The planned crypto bill in India, which has yet to be filed in Parliament, may not seek to outlaw cryptocurrencies. Yet, according to the Economic Times, exchange-to-exchange transactions are likely to be restricted. As per the Indian magazine, insiders believe there would be a blanket prohibition on bourse trade, limits on wallets that conceal the owner’s identification, and the barring of Google Chrome extensions that enable users to move more than 4,000 cryptos. The Government of India may also consider creating a universal wallet, similar to a Demat account, to monitor retail crypto transactions.
Crypto exchanges will be required to submit the government with quarterly statements.
According to sources, the government is considering a method that will monitor all inflows and outflows of the Indian rupee on Indian crypto exchanges, and only these exchanges will be permitted to operate within the nation. This might imply that the exchanges open their ledgers to the government on a quarterly basis.

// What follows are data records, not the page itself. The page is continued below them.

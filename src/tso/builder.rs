//! 分段构建器
//!
//! 按 MSS 把载荷切成若干段，原地填充调用方预先分配好的描述符链。每段的第 0 个片段
//! 都是重新映射的共享头部，后面跟着从游标取出的载荷片段。
//!
//! 失败语义：
//! - 映射失败 / 片段表溢出：解除本包的全部映射，清零所有碰过的描述符；
//! - 描述符链不够长：已填好的分段保持有效（仍处于映射状态），错误里带回已填数量。

use tracing::{debug, trace, warn};

use super::cursor::RegionCursor;
use super::info::{CommonSegmentInfo, TcpFlags, inspect};
use super::seg::{FRAG_NUM_MAX, Fragment, SegmentDescriptor, SeqState, TsoFlags};
use super::TsoError;
use crate::dma::{DmaDirection, DmaMapper};
use crate::pkt::TxPacket;

/// 初始化一个分段的标志位，返回下一个分段的状态
fn start_segment(seg: &mut SegmentDescriptor, info: &CommonSegmentInfo, state: SeqState) -> SeqState {
    seg.reset();
    seg.flags = TsoFlags {
        tso_enable: true,
        partial_checksum_en: false,
        ipv4_checksum_en: info.checksum.ipv4,
        tcp_ipv4_checksum_en: info.checksum.tcp_ipv4,
        tcp_ipv6_checksum_en: info.checksum.tcp_ipv6,
        l2_len: 0,
        tcp_flags_mask: TsoFlags::TCP_FLAGS_MASK,
        ip_len: 0,
        ip_id: state.ip_id.unwrap_or(0),
        tcp_seq: state.tcp_seq,
        tcp_flags: info.tcp_flags.without_fin(),
    };
    state.next_segment()
}

fn push_mapped<M: DmaMapper + ?Sized>(
    seg: &mut SegmentDescriptor,
    index: usize,
    frag: Fragment,
    mapper: &M,
) -> Result<(), TsoError> {
    seg.frags.push(frag).map_err(|rejected| {
        let _ = mapper.unmap(rejected.bus_addr(), rejected.len, DmaDirection::ToDevice);
        TsoError::FragmentOverflow {
            segment: index,
            capacity: FRAG_NUM_MAX,
        }
    })
}

fn fill_chain<M: DmaMapper + ?Sized>(
    info: &CommonSegmentInfo,
    cursor: &mut RegionCursor<'_>,
    segments: &mut [SegmentDescriptor],
    mss: usize,
    mapper: &M,
    touched: &mut usize,
) -> Result<u32, TsoError> {
    if cursor.is_exhausted() {
        return Ok(0);
    }

    let mut state = SeqState::new(info);
    let mut filled = 0u32;

    for (index, seg) in segments.iter_mut().enumerate() {
        *touched = index + 1;
        state = start_segment(seg, info, state);

        let bus = mapper.map(info.header.vaddr, info.header.len, DmaDirection::ToDevice)?;
        push_mapped(seg, index, Fragment::new(info.header.vaddr, info.header.len, bus), mapper)?;

        let mut placed = 0;
        while placed < mss && !cursor.is_exhausted() {
            if seg.frags.is_full() {
                return Err(TsoError::FragmentOverflow {
                    segment: index,
                    capacity: FRAG_NUM_MAX,
                });
            }
            let Some(run) = cursor.next_run(mss - placed, mapper)? else {
                break;
            };
            push_mapped(seg, index, Fragment::new(run.vaddr, run.len, run.bus), mapper)?;
            placed += run.len;
            state = state.advance_seq(run.len);
        }

        seg.payload_len = placed;
        // build_segments 已保证 ip_tcp_header_len + mss 不超过 u16
        seg.flags.ip_len = (info.ip_tcp_header_len + placed) as u16;
        filled += 1;
        trace!(
            index,
            seq = seg.flags.tcp_seq,
            ip_id = seg.flags.ip_id,
            len = placed,
            frags = seg.frags.len(),
            "分段完成"
        );

        if cursor.is_exhausted() {
            if info.tcp_flags.fin() {
                seg.flags.tcp_flags.0 |= TcpFlags::FIN;
            }
            return Ok(filled);
        }
    }

    Err(TsoError::PoolExhausted {
        filled,
        remaining: cursor.remaining(),
    })
}

/// 解除描述符里所有片段的映射并清零描述符。
///
/// 所有片段都会尝试解除映射，返回遇到的第一个错误。
pub fn release_segments<M: DmaMapper + ?Sized>(
    segments: &mut [SegmentDescriptor],
    mapper: &M,
) -> Result<(), TsoError> {
    let mut first_err = None;
    for seg in segments.iter_mut() {
        for frag in seg.frags.as_slice() {
            if let Err(e) = mapper.unmap(frag.bus_addr(), frag.len, DmaDirection::ToDevice) {
                warn!(error = %e, "解除片段映射失败");
                if first_err.is_none() {
                    first_err = Some(TsoError::from(e));
                }
            }
        }
        seg.reset();
    }
    match first_err {
        Some(e) => Err(e),
        None => Ok(()),
    }
}

/// 用已解析的共享信息和游标填充描述符链，返回填好的分段数。
pub fn build_segments<M: DmaMapper + ?Sized>(
    info: &CommonSegmentInfo,
    mut cursor: RegionCursor<'_>,
    segments: &mut [SegmentDescriptor],
    mss: u32,
    mapper: &M,
) -> Result<u32, TsoError> {
    if mss == 0 {
        return Err(TsoError::InvalidMss);
    }
    // ip_len 与片段长度在描述符里都只有 16 位
    let widest = (info.ip_tcp_header_len + mss as usize).max(info.combined_header_len);
    if widest > u16::MAX as usize {
        warn!(mss, header_len = info.ip_tcp_header_len, "TSO: 分段超出 16 位长度字段");
        return Err(TsoError::SegmentTooLarge { len: widest });
    }

    let mut touched = 0;
    match fill_chain(info, &mut cursor, segments, mss as usize, mapper, &mut touched) {
        Ok(n) => {
            debug!(segments = n, "TSO 分段完成");
            Ok(n)
        }
        Err(e @ TsoError::PoolExhausted { .. }) => {
            warn!(error = %e, "描述符链不足");
            Err(e)
        }
        Err(e) => {
            warn!(error = %e, touched, "TSO 分段失败，回滚映射");
            let _ = release_segments(&mut segments[..touched], mapper);
            Err(e)
        }
    }
}

/// 解析头部并按包自身的 `gso_size` 分段。
#[tracing::instrument(skip_all, fields(len = pkt.len(), mss = pkt.gso_size(), chain = segments.len()))]
pub fn segment_packet<M: DmaMapper + ?Sized>(
    pkt: &TxPacket,
    segments: &mut [SegmentDescriptor],
    mapper: &M,
) -> Result<u32, TsoError> {
    let info = inspect(pkt)?;
    let cursor = RegionCursor::new(pkt, info.combined_header_len)?;
    build_segments(&info, cursor, segments, pkt.gso_size(), mapper)
}
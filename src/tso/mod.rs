//! TCP 分段卸载（TSO）描述符构建
//!
//! 流程：`count_segments` 估算段数 -> 调用方准备描述符 -> `inspect` 解析共享头部
//! -> `build_segments` 驱动 `RegionCursor` 填充描述符 -> 交给发送层。

mod builder;
mod count;
mod cursor;
mod error;
mod info;
mod seg;

pub use builder::{build_segments, release_segments, segment_packet};
pub use count::count_segments;
pub use cursor::{PayloadRun, RegionCursor};
pub use error::TsoError;
pub use info::{ChecksumFlags, CommonSegmentInfo, EtherType, HeaderSpan, TcpFlags, inspect};
pub use seg::{FRAG_NUM_MAX, FragList, Fragment, SegmentDescriptor, SeqState, TsoFlags};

The goal, according to reports, is to elevate cryptocurrency exchanges to the same level as major stock or commodities exchanges in the nation. Also, prevent cryptocurrency transactions from circumventing the Foreign Exchange Regulation Act (FEMA).

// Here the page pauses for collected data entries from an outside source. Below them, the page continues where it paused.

use super::{chain, split_3000_spec};
use crate::dma::SimDmaMapper;
use crate::pkt::{EtherKind, PacketSpec};
use crate::tso::{FRAG_NUM_MAX, segment_packet};
use crate::tx::{EXT_DESC_WORDS, FLAG_WORDS, encode_ext_desc};

#[test]
fn ext_desc_packs_flags_and_fragments() {
    let pkt = split_3000_spec().build();
    let dma = SimDmaMapper::default();
    let mut segs = chain(3);
    segment_packet(&pkt, &mut segs, &dma).expect("build");

    let words = encode_ext_desc(&segs[0]);
    assert_eq!(words.len(), 6 + 2 * FRAG_NUM_MAX);

    // tso_enable | ipv4 csum | tcp-over-ipv4 csum，TCP 标志 ACK|PSH 在 [24:16]
    assert_eq!(words[0], 0b1101 | (0x18 << 16));
    assert_eq!(words[1], 0x1FF | ((52 + 1460) << 16));
    assert_eq!(words[2], 1000);
    assert_eq!(words[3], 7);
    assert_eq!(words[4], 0);
    assert_eq!(words[5], 0);

    let frags = segs[0].frags.as_slice();
    assert_eq!(words[6], frags[0].paddr_lo);
    assert_eq!(words[7], (66 << 16) | 1);
    assert_eq!(words[8], frags[1].paddr_lo);
    assert_eq!(words[9], (1000 << 16) | 1);
    assert_eq!(words[10], frags[2].paddr_lo);
    assert_eq!(words[11], (460 << 16) | 1);
    // 终止字
    assert_eq!(words[12], 0);
    assert_eq!(words[13], 0);
}

#[test]
fn ext_desc_of_last_segment_carries_fin() {
    let pkt = split_3000_spec().build();
    let dma = SimDmaMapper::default();
    let mut segs = chain(3);
    segment_packet(&pkt, &mut segs, &dma).expect("build");

    let words = encode_ext_desc(&segs[2]);
    assert_eq!((words[0] >> 16) & 0xFF, 0x19);
    assert_eq!(words[1] >> 16, 52 + 80);
    assert_eq!(words[2], 3920);
    assert_eq!(words[3], 9);
}

#[test]
fn ext_desc_for_ipv6_sets_only_tcp_ipv6_checksum() {
    let spec = PacketSpec {
        ether: EtherKind::Ipv6,
        linear_payload: 100,
        ..PacketSpec::default()
    };
    let pkt = spec.build();
    let dma = SimDmaMapper::default();
    let mut segs = chain(1);
    segment_packet(&pkt, &mut segs, &dma).expect("build");

    let words = encode_ext_desc(&segs[0]);
    assert_eq!(words[0] & 0xFF, 0b1_0001);
    assert_eq!(words[3], 0);
    assert!(words[FLAG_WORDS + 4..EXT_DESC_WORDS].iter().all(|&w| w == 0));
}
//! 发送侧数据包模型
//!
//! `TxPacket` 模拟一个待发送的巨型包：一段线性区（以 MAC 头开头）加上若干个不连续的
//! 载荷块。`PacketSpec` 可以从 JSON 描述合成这样的包。

pub mod header;
mod packet;
mod spec;

pub use packet::{PayloadChunk, TxPacket};
pub use spec::{EtherKind, PacketSpec, PacketSpecError, TcpFlagSpec};
//! Session registry
//!
//! The only state shared between connection tasks. Every operation takes the
//! lock for the duration of one map operation and never across an await, so
//! callers snapshot first and do their IO afterwards.

use std::collections::BTreeMap;
use std::sync::Arc;

use parking_lot::Mutex;
use tracing::debug;

use crate::session::Session;
use crate::types::Nickname;

/// Process-wide nickname → session directory
///
/// The map is ordered so name snapshots come out sorted.
#[derive(Debug, Default)]
pub struct Registry {
    sessions: Mutex<BTreeMap<Nickname, Arc<Session>>>,
}

impl Registry {
    pub fn new() -> Self {
        Self::default()
    }

    /// Insert the session only if its nickname is free
    ///
    /// Returns false when the nickname is already held; the caller must treat
    /// that as a duplicate.
    pub fn register(&self, session: Arc<Session>) -> bool {
        let mut sessions = self.sessions.lock();
        if sessions.contains_key(session.nickname()) {
            return false;
        }
        debug!(nickname = %session.nickname(), session = %session.id(), "registered");
        sessions.insert(session.nickname().clone(), session);
        true
    }

    /// Remove whatever session holds `nickname`
    ///
    /// A missing nickname is a no-op. Only one of several racing callers gets
    /// `Some` back.
    pub fn unregister(&self, nickname: &str) -> Option<Arc<Session>> {
        self.sessions.lock().remove(nickname)
    }

    /// Remove the entry only if it is this exact session
    ///
    /// Guards against a stale handler removing a newer session that has since
    /// taken the same nickname.
    pub fn unregister_session(&self, session: &Session) -> bool {
        let mut sessions = self.sessions.lock();
        match sessions.get(session.nickname()) {
            Some(current) if current.id() == session.id() => {
                sessions.remove(session.nickname());
                debug!(nickname = %session.nickname(), session = %session.id(), "unregistered");
                true
            }
            _ => false,
        }
    }

    /// Flag a registered session as announced to the room
    ///
    /// Returns false if the session was already removed, in which case no
    /// join notice should go out. Flagging under the lock orders it against
    /// `unregister_session`, so whoever removes the session sees a settled flag.
    pub fn announce(&self, session: &Session) -> bool {
        let sessions = self.sessions.lock();
        match sessions.get(session.nickname()) {
            Some(current) if current.id() == session.id() => {
                session.mark_announced();
                true
            }
            _ => false,
        }
    }

    pub fn lookup(&self, nickname: &str) -> Option<Arc<Session>> {
        self.sessions.lock().get(nickname).cloned()
    }

    pub fn contains(&self, nickname: &str) -> bool {
        self.sessions.lock().contains_key(nickname)
    }

    /// Sorted copy of every registered nickname
    pub fn snapshot_names(&self) -> Vec<String> {
        self.sessions
            .lock()
            .keys()
            .map(|nick| nick.as_str().to_string())
            .collect()
    }

    /// Copy of every registered session handle, in nickname order
    pub fn snapshot_sessions(&self) -> Vec<Arc<Session>> {
        self.sessions.lock().values().cloned().collect()
    }

    pub fn len(&self) -> usize {
        self.sessions.lock().len()
    }

    pub fn is_empty(&self) -> bool {
        self.sessions.lock().is_empty()
    }

    /// Drop every entry (server shutdown)
    pub fn clear(&self) {
        self.sessions.lock().clear();
    }
}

This is after NDTV reported that the Securities and Exchange Board of India (SEBI) may be called in to oversee the cryptocurrency business. The same statement said that Indian investors will not be permitted to store their assets on overseas crypto exchanges or private wallets.
When the bill becomes law, these people will apparently be given time to make the necessary modifications. Failure to do so might result in fines ranging from 5 crores to 20 crores.

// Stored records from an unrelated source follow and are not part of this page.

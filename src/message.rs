//! Wire line formats
//!
//! Every server → client line is built from a `ServerLine` variant, so the
//! separators live in exactly one place. Lines are rendered without the
//! trailing newline; the session writer appends it.

use std::fmt;

use crate::command::HELP_TEXT;
use crate::error::CommandError;

/// Prompt sent before every nickname attempt
pub const NICKNAME_PROMPT: &str = "Enter a nickname (2-20 characters, no whitespace):";

/// Prefix of every system notice
pub const SYSTEM_TAG: &str = "[system]";

/// Server → Client line
#[derive(Debug, Clone, PartialEq, Eq)]
pub enum ServerLine {
    /// Nickname prompt
    Prompt,
    /// Ordinary chat: `nick> text`
    Chat { from: String, text: String },
    /// System notice: `[system] text`
    System(String),
    /// Whisper delivered to its target
    WhisperFrom { sender: String, text: String },
    /// Whisper confirmation echoed to the sender
    WhisperTo { target: String, text: String },
}

impl ServerLine {
    pub fn system(text: impl Into<String>) -> Self {
        ServerLine::System(text.into())
    }

    pub fn joined(nickname: &str) -> Self {
        Self::system(format!("{nickname} has joined"))
    }

    pub fn left(nickname: &str) -> Self {
        Self::system(format!("{nickname} has left"))
    }

    pub fn welcome(nickname: &str) -> Self {
        Self::system(format!("Welcome, {nickname}!"))
    }

    pub fn help() -> Self {
        Self::system(HELP_TEXT)
    }

    pub fn line_too_long() -> Self {
        Self::system("Line too long.")
    }

    pub fn shutdown() -> Self {
        Self::system("Server is shutting down.")
    }

    pub fn online(names: &[String]) -> Self {
        Self::system(format!("Online: {}", names.join(", ")))
    }
}

impl fmt::Display for ServerLine {
    fn fmt(&self, f: &mut fmt::Formatter<'_>) -> fmt::Result {
        match self {
            ServerLine::Prompt => f.write_str(NICKNAME_PROMPT),
            ServerLine::Chat { from, text } => write!(f, "{from}> {text}"),
            ServerLine::System(text) => write!(f, "{SYSTEM_TAG} {text}"),
            ServerLine::WhisperFrom { sender, text } => {
                write!(f, "[whisper from {sender}] {text}")
            }
            ServerLine::WhisperTo { target, text } => write!(f, "[whisper to {target}] {text}"),
        }
    }
}

/// Convert CommandError to a notice for the sender
impl From<CommandError> for ServerLine {
    fn from(err: CommandError) -> Self {
        let text = match err {
            CommandError::Unknown(name) => format!("Unknown command '{name}'. {HELP_TEXT}"),
            CommandError::WhisperUsage => "Usage: /w <nickname> <message>".to_string(),
            CommandError::SelfWhisper => "You cannot whisper to yourself.".to_string(),
        };
        ServerLine::System(text)
    }
}
//! Session struct definition
//!
//! Represents one handshaken client: its identity, the serialized write
//! path onto its connection, and the signal that forces it closed.

use std::sync::atomic::{AtomicBool, Ordering};
use std::sync::Arc;

use tokio::io::{AsyncWrite, AsyncWriteExt};
use tokio::sync::Mutex;
use tokio_util::sync::{CancellationToken, WaitForCancellationFuture};

use crate::error::SendError;
use crate::message::ServerLine;
use crate::types::{Nickname, SessionId};

/// Type-erased write half of a connection
pub type LineSink = Box<dyn AsyncWrite + Send + Unpin>;

/// Serialized write path for one connection
///
/// Each line is written and flushed while holding the lock, so concurrent
/// broadcasts and whispers to the same recipient never interleave.
pub struct SessionWriter {
    sink: Mutex<LineSink>,
}

impl SessionWriter {
    pub fn new<W>(sink: W) -> Self
    where
        W: AsyncWrite + Send + Unpin + 'static,
    {
        Self {
            sink: Mutex::new(Box::new(sink)),
        }
    }

    /// Write one line followed by `\n`
    pub async fn send(&self, line: &ServerLine) -> Result<(), SendError> {
        let mut buf = line.to_string();
        buf.push('\n');

        let mut sink = self.sink.lock().await;
        sink.write_all(buf.as_bytes()).await?;
        sink.flush().await?;
        Ok(())
    }

    /// Shut down the write direction, ignoring errors from a dead peer
    pub async fn shutdown(&self) {
        let _ = self.sink.lock().await.shutdown().await;
    }
}

impl std::fmt::Debug for SessionWriter {
    fn fmt(&self, f: &mut std::fmt::Formatter<'_>) -> std::fmt::Result {
        f.debug_struct("SessionWriter").finish_non_exhaustive()
    }
}

/// Active client session
///
/// Owned by its connection handler. The registry only holds a clone of the
/// `Arc` while the session is registered.
#[derive(Debug)]
pub struct Session {
    id: SessionId,
    nickname: Nickname,
    writer: Arc<SessionWriter>,
    closed: CancellationToken,
    announced: AtomicBool,
}

impl Session {
    pub fn new(
        id: SessionId,
        nickname: Nickname,
        writer: Arc<SessionWriter>,
        closed: CancellationToken,
    ) -> Self {
        Self {
            id,
            nickname,
            writer,
            closed,
            announced: AtomicBool::new(false),
        }
    }

    pub fn id(&self) -> SessionId {
        self.id
    }

    pub fn nickname(&self) -> &Nickname {
        &self.nickname
    }

    /// Send a line to this session
    ///
    /// Fails fast once the session is closed. A write stuck on a peer that
    /// stopped reading is abandoned as soon as the session gets closed.
    pub async fn send(&self, line: &ServerLine) -> Result<(), SendError> {
        if self.closed.is_cancelled() {
            return Err(SendError::Closed);
        }
        tokio::select! {
            result = self.writer.send(line) => result,
            _ = self.closed.cancelled() => Err(SendError::Closed),
        }
    }

    /// Force the owning handler out of its read loop
    pub fn close(&self) {
        self.closed.cancel();
    }

    pub fn is_closed(&self) -> bool {
        self.closed.is_cancelled()
    }

    /// Whether the rest of the room was told this session joined
    ///
    /// A departure notice is only owed for announced sessions.
    pub fn is_announced(&self) -> bool {
        self.announced.load(Ordering::Acquire)
    }

    /// Only called by [`Registry::announce`](crate::registry::Registry::announce)
    /// while it holds the registry lock
    pub(crate) fn mark_announced(&self) {
        self.announced.store(true, Ordering::Release);
    }

    /// Resolves once the session has been closed
    pub fn closed(&self) -> WaitForCancellationFuture<'_> {
        self.closed.cancelled()
    }
}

India may develop its very own local cryptocurrency wallet
According to the Economic Times, because the government would ban the operation of private wallets, India may construct a standard wallet similar to a Demat account for crypto commerce.
El Salvador created a national cryptocurrency wallet called El Chivo earlier this year. Unlike India’s proposal, however, the wallet was created to aid in the acceptance of Bitcoin as legal cash. India, on the other hand, has no intentions to do so. Sitharaman, the Indian Finance Minister, has previously said in Parliament that India has no intentions to award Bitcoin currency status.
Having said that, El Chivo addresses the same challenge that India is attempting to solve: the establishment of a closed-loop system in which crypto transactions may only take place within the specified system.
While it may be an appealing notion for the administration, advocates of the crypto universe say that it contradicts the goal of interoperability, thereby limiting expansion.